Samuel Fitoussi : Ce qu’on peut dire, c’est que beaucoup des arguments avancés pour défendre la suspension ne justifient rien car ils passent à côté de la seule question importante : cette suspension est-elle aujourd’hui proportionnée ? Passons en revue quelques-uns des arguments fréquents. 

« La liberté n’est pas illimitée, tous les métiers sont sujets à des règles de sécurité, le casque est par exemple obligatoire sur certains chantiers ». 

Cet argument montre que la suspension est philosophiquement justifiable, pas qu’elle est - au regard de ses coûts et bénéfices dans le contexte actuel - justifiée. Le fait qu’il soit légitime de suspendre des employés ne respectant pas une règle ne signifie pas que la règle au nom de laquelle on les suspend est légitime. Oui le casque est obligatoire sur les chantiers mais les protège-genoux ne le sont pas, alors qu’ils éviteraient sans doute quelques blessures. Tout le monde jugerait légitime la suspension des soignants non-vaccinés contre le tétanos (ce vaccin serait l’équivalent d’un casque), pas contre la grippe (ce vaccin serait un protège-genou). Quid du vaccin covid, maintenant que l’on sait qu’il limite peu la transmission, que le danger de saturation hospitalière est écarté, et que le taux de mortalité de la maladie a chuté jusqu’à un ordre de grandeur proche de celui de la grippe ? 

« Il est inquiétant que des soignants n’aient pas confiance en la Science ». 

Bien sûr que toutes choses égales par ailleurs, il vaudrait mieux que tous les soignants en activité soient vaccinés. Et ne pas avoir à l’hôpital de risque de prosélytisme antivaccin. Mais lorsqu’on suspend les soignants, toutes choses ne sont pas égales : en face, il y a des coûts.

D’ailleurs, il vaudrait mieux aussi que tous les agriculteurs soient favorables aux OGM, que tous les profs de Français aiment Flaubert, que tous les profs de physique soient favorables à l’énergie nucléaire, que tous les profs de sociologie aient étudié la psychologie évolutive pour comprendre la biologie des différences hommes/femmes, etc.

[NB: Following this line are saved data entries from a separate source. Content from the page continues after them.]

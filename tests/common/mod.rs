//! Helpers shared by the relay integration tests.

#![allow(dead_code)]

// std
use std::{
	collections::HashMap,
	sync::{
		Arc,
		atomic::{AtomicUsize, Ordering},
	},
};
// crates.io
use tokio::net::TcpListener;
// self
use token_guardian::{
	config::Config,
	error::UpstreamError,
	server::{self, AppState},
	upstream::{RefreshAck, UpstreamClient, UpstreamFuture, UpstreamReply},
};

pub const ADMIN_TOKEN: &str = "admin-secret";
pub const WEBHOOK_SECRET: &str = "hook-secret";

/// Builds a config from env-var style pairs.
pub fn config(vars: &[(&str, &str)]) -> Config {
	let vars: HashMap<String, String> =
		vars.iter().map(|(k, v)| (k.to_string(), v.to_string())).collect();

	Config::from_lookup(|key| vars.get(key).cloned())
}

/// Fully configured relay pointing at `upstream_url`.
pub fn complete_config(upstream_url: &str) -> Config {
	config(&[
		("WITHINGS_MCP_URL", upstream_url),
		("ADMIN_API_TOKEN", ADMIN_TOKEN),
		("GUARDIAN_SECRET", WEBHOOK_SECRET),
	])
}

/// Serves `state` on an ephemeral loopback port and returns its base URL.
pub async fn spawn_relay(state: AppState) -> String {
	let listener =
		TcpListener::bind("127.0.0.1:0").await.expect("Failed to bind an ephemeral port.");
	let addr = listener.local_addr().expect("Bound listener should expose its address.");

	tokio::spawn(async move {
		server::serve_on(listener, state).await.expect("Relay server failed.");
	});

	format!("http://{addr}")
}

/// Starts the production wiring for `config`.
pub async fn spawn_relay_with_config(config: &Config) -> String {
	spawn_relay(AppState::from_config(config)).await
}

/// Upstream fake that counts invocations and always confirms the refresh.
#[derive(Default)]
pub struct CountingUpstream {
	calls: AtomicUsize,
}
impl CountingUpstream {
	pub fn calls(&self) -> usize {
		self.calls.load(Ordering::SeqCst)
	}
}
impl UpstreamClient for CountingUpstream {
	fn trigger_refresh(&self) -> UpstreamFuture<'_> {
		self.calls.fetch_add(1, Ordering::SeqCst);

		Box::pin(async {
			Ok::<_, UpstreamError>(UpstreamReply::Recognized(RefreshAck {
				success: Some(true),
				..RefreshAck::default()
			}))
		})
	}
}

/// Relay backed by a [`CountingUpstream`].
pub async fn spawn_counting_relay(config: &Config) -> (String, Arc<CountingUpstream>) {
	let upstream = Arc::new(CountingUpstream::default());
	let state = AppState::with_upstream(config, upstream.clone());

	(spawn_relay(state).await, upstream)
}
//! Authenticated webhook relay that asks an upstream OAuth-protected service to refresh its
//! access token and reports the outcome back to the caller.

#![deny(clippy::all, missing_docs, unused_crate_dependencies)]

pub mod auth;
pub mod config;
pub mod error;
pub mod obs;
pub mod refresh;
pub mod server;
pub mod upstream;

mod _prelude {
	pub use std::{
		fmt::{Debug, Display, Formatter, Result as FmtResult},
		future::Future,
		pin::Pin,
		sync::Arc,
		time::Duration,
	};

	pub use reqwest::{Client as ReqwestClient, Error as ReqwestError};
	pub use serde::{Deserialize, Serialize};
	pub use thiserror::Error as ThisError;
	pub use time::OffsetDateTime;
	pub use url::Url;

	pub use crate::error::{Error, Result};
}

pub use reqwest;
pub use url;
// The binary reports startup failures through color-eyre.
use color_eyre as _;
#[cfg(test)] use httpmock as _;
impl MontCtx {
    /// Create a context for the odd prime `p` given as big-endian bytes.
    ///
    /// Fails with [`Error::InvalidValue`] if the modulus is even or not
    /// greater than 1. Primality is not verified; the Fermat inversion is
    /// only meaningful for prime moduli.
    pub fn new(modulus_be: &[u8]) -> Result<Self> {
        if modulus_be.is_empty() {
            return Err(Error::InvalidLength);
        }

        let significant = {
            let mut s = modulus_be;
            while let Some((&0, rest)) = s.split_first() {
                s = rest;
            }
            s
        };
        if significant.is_empty() || (significant.len() == 1 && significant[0] == 1) {
            return Err(Error::InvalidValue);
        }
        if significant[significant.len() - 1] & 1 == 0 {
            return Err(Error::InvalidValue);
        }

        let words = significant.len().div_ceil(8);
        let mut modulus = vec![0u64; words].into_boxed_slice();
        be_bytes_to_limbs(&mut modulus, significant);

        // p^-1 mod 2^64 by Newton iteration, doubling precision each step.
        let mut inv: u64 = 1;
        for _ in 0..6 {
            inv = inv.wrapping_mul(2u64.wrapping_sub(modulus[0].wrapping_mul(inv)));
        }
        let m0 = inv.wrapping_neg();

        // R mod p and R² mod p by repeated modular doubling of 1.
        let mut one = vec![0u64; words].into_boxed_slice();
        one[0] = 1;
        for _ in 0..64 * words {
            double_assign_raw(&mut one, &modulus);
        }
        let mut r2 = one.clone();
        for _ in 0..64 * words {
            double_assign_raw(&mut r2, &modulus);
        }

        Ok(Self {
            modulus,
            m0,
            one,
            r2,
            words,
            bytes: modulus_be.len(),
        })
    }

    /// Limb count of a field element.
    pub fn words(&self) -> usize {
        self.words
    }

    /// Byte length of the modulus; the length of every encoded element.
    pub fn bytes(&self) -> usize {
        self.bytes
    }

    /// Allocate a zeroed field element.
    pub fn alloc(&self) -> FieldElement {
        FieldElement {
            limbs: vec![0u64; self.words].into_boxed_slice(),
        }
    }

    /// Allocate a scratchpad for use with the multiplication routines.
    pub fn scratchpad(&self) -> Scratchpad {
        Scratchpad(vec![0u64; 2 * self.words + 1].into_boxed_slice())
    }

    /// Decode a big-endian integer into Montgomery form.
    ///
    /// The input must be exactly [`bytes`](Self::bytes) long and encode a
    /// value below the modulus.
    pub fn from_bytes(&self, input: &[u8]) -> Result<FieldElement> {
        let mut out = self.alloc();
        let mut scratch = self.scratchpad();
        self.decode_into(&mut out, input, &mut scratch)?;
        Ok(out)
    }

    /// Like [`from_bytes`](Self::from_bytes), into caller-owned storage.
    pub fn decode_into(
        &self,
        out: &mut FieldElement,
        input: &[u8],
        scratch: &mut Scratchpad,
    ) -> Result<()> {
        if input.len() != self.bytes {
            return Err(Error::InvalidLength);
        }

        // Leading bytes beyond the limb capacity must be zero padding.
        let excess = input.len().saturating_sub(self.words * 8);
        if input[..excess].iter().any(|&b| b != 0) {
            return Err(Error::InvalidValue);
        }

        be_bytes_to_limbs(&mut out.limbs, &input[excess..]);
        if !bool::from(ct_lt(&out.limbs, &self.modulus)) {
            return Err(Error::InvalidValue);
        }

        // x·R²·R⁻¹ = x·R
        self.mul_raw(&mut scratch.0, &out.limbs, &self.r2);
        self.mul_finish(&mut out.limbs, &mut scratch.0);
        Ok(())
    }

    /// Encode a field element as a big-endian integer of
    /// [`bytes`](Self::bytes) length.
    pub fn to_bytes(&self, out: &mut [u8], a: &FieldElement, scratch: &mut Scratchpad) -> Result<()> {
        if out.len() != self.bytes {
            return Err(Error::InvalidLength);
        }

        let plain = &mut scratch.0[..self.words];
        plain.copy_from_slice(&a.limbs);
        redc_raw(plain, &self.modulus, self.m0);
        limbs_to_be_bytes(out, plain);
        Ok(())
    }

    /// `out = a + b mod p`.
    pub fn add(&self, out: &mut FieldElement, a: &FieldElement, b: &FieldElement) {
        out.limbs.copy_from_slice(&a.limbs);
        add_assign_raw(&mut out.limbs, &b.limbs, &self.modulus);
    }

    /// `a = a + b mod p`.
    pub fn add_assign(&self, a: &mut FieldElement, b: &FieldElement) {
        add_assign_raw(&mut a.limbs, &b.limbs, &self.modulus);
    }

    /// `a = 2a mod p`.
    pub fn double_assign(&self, a: &mut FieldElement) {
        double_assign_raw(&mut a.limbs, &self.modulus);
    }

    /// `out = a - b mod p`; wraps through the modulus when `b > a`.
    pub fn sub(&self, out: &mut FieldElement, a: &FieldElement, b: &FieldElement) {
        out.limbs.copy_from_slice(&a.limbs);
        sub_assign_raw(&mut out.limbs, &b.limbs, &self.modulus);
    }

    /// `a = a - b mod p`.
    pub fn sub_assign(&self, a: &mut FieldElement, b: &FieldElement) {
        sub_assign_raw(&mut a.limbs, &b.limbs, &self.modulus);
    }

    /// `a = p - a`, with 0 mapping to 0.
    pub fn neg_assign(&self, a: &mut FieldElement) {
        let was_zero = self.is_zero(a);

        // a < p, so the chain cannot end in a borrow
        let mut borrow = 0;
        for (x, &m) in a.limbs.iter_mut().zip(self.modulus.iter()) {
            let (d, b) = sbb(m, *x, borrow);
            *x = d;
            borrow = b;
        }
        for x in a.limbs.iter_mut() {
            *x = u64::conditional_select(x, &0, was_zero);
        }
    }

    /// Montgomery product `out = a·b·R⁻¹ mod p` (CIOS).
    ///
    /// Operands must already be reduced below the modulus; wide inputs are
    /// not reduced.
    pub fn mul(
        &self,
        out: &mut FieldElement,
        a: &FieldElement,
        b: &FieldElement,
        scratch: &mut Scratchpad,
    ) {
        self.mul_raw(&mut scratch.0, &a.limbs, &b.limbs);
        self.mul_finish(&mut out.limbs, &mut scratch.0);
    }

    /// `a = a·b·R⁻¹ mod p`.
    pub fn mul_assign(&self, a: &mut FieldElement, b: &FieldElement, scratch: &mut Scratchpad) {
        self.mul_raw(&mut scratch.0, &a.limbs, &b.limbs);
        self.mul_finish(&mut a.limbs, &mut scratch.0);
    }

    /// `out = a² ·R⁻¹ mod p`.
    pub fn square(&self, out: &mut FieldElement, a: &FieldElement, scratch: &mut Scratchpad) {
        self.mul_raw(&mut scratch.0, &a.limbs, &a.limbs);
        self.mul_finish(&mut out.limbs, &mut scratch.0);
    }

    /// `a = a² ·R⁻¹ mod p`.
    pub fn square_assign(&self, a: &mut FieldElement, scratch: &mut Scratchpad) {
        self.mul_raw(&mut scratch.0, &a.limbs, &a.limbs);
        self.mul_finish(&mut a.limbs, &mut scratch.0);
    }

    /// Modular inverse by Fermat's little theorem: `out = a^(p-2) mod p`.
    ///
    /// Fixed 4-bit windows over the public exponent `p - 2`; constant-time
    /// with respect to `a`. Defined to return 0 for a zero input.
    pub fn inv_prime(&self, out: &mut FieldElement, a: &FieldElement, scratch: &mut Scratchpad) {
        // powers a^0 .. a^(2^w - 1)
        let mut table: Vec<FieldElement> = Vec::with_capacity(1 << INV_WINDOW);
        let mut power = self.alloc();
        self.set_one(&mut power);
        table.push(power.clone());
        for _ in 1..(1 << INV_WINDOW) {
            self.mul_assign(&mut power, a, scratch);
            table.push(power.clone());
        }

        // p - 2, big-endian
        let mut exp_limbs = self.modulus.to_vec();
        let mut borrow = 0;
        let (d, b) = sbb(exp_limbs[0], 2, borrow);
        exp_limbs[0] = d;
        borrow = b;
        for limb in exp_limbs.iter_mut().skip(1) {
            let (d, b) = sbb(*limb, 0, borrow);
            *limb = d;
            borrow = b;
        }
        let mut exp_bytes = vec![0u8; self.words * 8];
        limbs_to_be_bytes(&mut exp_bytes, &exp_limbs);

        self.set_one(out);
        for digit in BitWindowLr::new(INV_WINDOW, &exp_bytes) {
            for _ in 0..INV_WINDOW {
                self.square_assign(out, scratch);
            }
            self.mul_assign(out, &table[digit as usize], scratch);
        }
    }

    /// Constant-time conditional move: `out = choice ? a : b`.
    pub fn select(
        &self,
        out: &mut FieldElement,
        a: &FieldElement,
        b: &FieldElement,
        choice: Choice,
    ) {
        for ((o, &x), &y) in out.limbs.iter_mut().zip(a.limbs.iter()).zip(b.limbs.iter()) {
            *o = u64::conditional_select(&y, &x, choice);
        }
    }

    /// Constant-time conditional assignment: `dst = choice ? src : dst`.
    pub fn conditional_assign(&self, dst: &mut FieldElement, src: &FieldElement, choice: Choice) {
        for (d, s) in dst.limbs.iter_mut().zip(src.limbs.iter()) {
            d.conditional_assign(s, choice);
        }
    }

    /// Constant-time test for zero.
    pub fn is_zero(&self, a: &FieldElement) -> Choice {
        a.limbs
            .iter()
            .fold(Choice::from(1u8), |acc, limb| acc & limb.ct_eq(&0))
    }

    /// Constant-time test for one.
    pub fn is_one(&self, a: &FieldElement) -> Choice {
        a.limbs[..].ct_eq(&self.one)
    }

    /// Constant-time equality of two field elements.
    pub fn ct_eq(&self, a: &FieldElement, b: &FieldElement) -> Choice {
        a.limbs[..].ct_eq(&b.limbs)
    }

    /// Set to zero.
    pub fn set_zero(&self, a: &mut FieldElement) {
        a.limbs.fill(0);
    }

    /// Set to one (in Montgomery form).
    pub fn set_one(&self, a: &mut FieldElement) {
        a.limbs.copy_from_slice(&self.one);
    }

    /// Set to a small non-negative integer, which must be below the modulus.
    pub fn set_small(&self, a: &mut FieldElement, value: u64, scratch: &mut Scratchpad) {
        debug_assert!(self.words > 1 || value < self.modulus[0]);

        a.limbs.fill(0);
        a.limbs[0] = value;
        self.mul_raw(&mut scratch.0, &a.limbs, &self.r2);
        self.mul_finish(&mut a.limbs, &mut scratch.0);
    }

    /// Copy `src` into `dst`.
    pub fn copy(&self, dst: &mut FieldElement, src: &FieldElement) {
        dst.limbs.copy_from_slice(&src.limbs);
    }

    /// Serialize the Montgomery-form limbs as little-endian bytes.
    ///
    /// # ⚠️ Warning
    ///
    /// The output stays in the Montgomery domain; it is only meaningful to
    /// a matching [`from_montgomery_le_bytes`](Self::from_montgomery_le_bytes).
    pub fn montgomery_to_le_bytes(&self, a: &FieldElement, out: &mut [u8]) {
        debug_assert_eq!(out.len(), self.words * 8);
        for (chunk, &limb) in out.chunks_exact_mut(8).zip(a.limbs.iter()) {
            chunk.copy_from_slice(&limb.to_le_bytes());
        }
    }

    /// Load Montgomery-form limbs from little-endian bytes.
    ///
    /// # ⚠️ Warning
    ///
    /// The input is expected to be in Montgomery form and reduced. Failure
    /// to maintain these invariants leads to miscomputation.
    pub fn from_montgomery_le_bytes(&self, out: &mut FieldElement, bytes: &[u8]) {
        debug_assert_eq!(bytes.len(), self.words * 8);
        for (limb, chunk) in out.limbs.iter_mut().zip(bytes.chunks_exact(8)) {
            let mut buf = [0u8; 8];
            buf.copy_from_slice(chunk);
            *limb = u64::from_le_bytes(buf);
        }
    }

    /// CIOS product into the scratch accumulator; result (plus one carry
    /// word) is below `2p` and finished by [`mul_finish`](Self::mul_finish).
    fn mul_raw(&self, scratch: &mut [u64], a: &[u64], b: &[u64]) {
        let n = self.words;
        let p = &self.modulus;
        debug_assert_eq!(a.len(), n);
        debug_assert_eq!(b.len(), n);

        let t = &mut scratch[..n + 2];
        t.fill(0);

        for i in 0..n {
            let ai = a[i];
            let mut carry = 0;
            for j in 0..n {
                let (lo, hi) = mac(t[j], ai, b[j], carry);
                t[j] = lo;
                carry = hi;
            }
            let (lo, hi) = adc(t[n], carry, 0);
            t[n] = lo;
            t[n + 1] += hi;

            let m = t[0].wrapping_mul(self.m0);
            let (_, mut carry) = mac(t[0], m, p[0], 0);
            for j in 1..n {
                let (lo, hi) = mac(t[j], m, p[j], carry);
                t[j - 1] = lo;
                carry = hi;
            }
            let (lo, hi) = adc(t[n], carry, 0);
            t[n - 1] = lo;
            t[n] = t[n + 1] + hi;
            t[n + 1] = 0;
        }
    }

    /// Final reduction of the CIOS accumulator into `out`.
    fn mul_finish(&self, out: &mut [u64], scratch: &mut [u64]) {
        let n = self.words;
        let hi = scratch[n];
        out.copy_from_slice(&scratch[..n]);
        conditional_sub(out, hi, &self.modulus);
    }
}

On répondra (sans doute à juste titre) que l’externalité négative qu’impose le soignant non vacciné covid est supérieure à celle qu’impose le prof de physique opposé au nucléaire, mais c’est justement toute la question : est-elle supérieure aux coûts sociaux de sa suspension ? À l’échelle du pays, les bénéfices de la mesure (réduction du prosélytisme antivaccin, limitation – marginale au mieux – de la transmission virale à l’hôpital) sont-ils supérieurs à ses coûts (réduction du nombre de soignants en capacité de soigner, mal-être de milliers citoyens interdits d’exercer leur métier) ? 

 « Je ne supporterais pas qu’un de mes proches se fasse contaminer à l’hôpital par un soignant non-vacciné ».

D’abord, le vaccin ayant désormais au mieux un effet marginal sur la transmission, le soignant non-vacciné n’a pas beaucoup plus de chance d’infecter quelqu’un qu’un soignant vacciné. 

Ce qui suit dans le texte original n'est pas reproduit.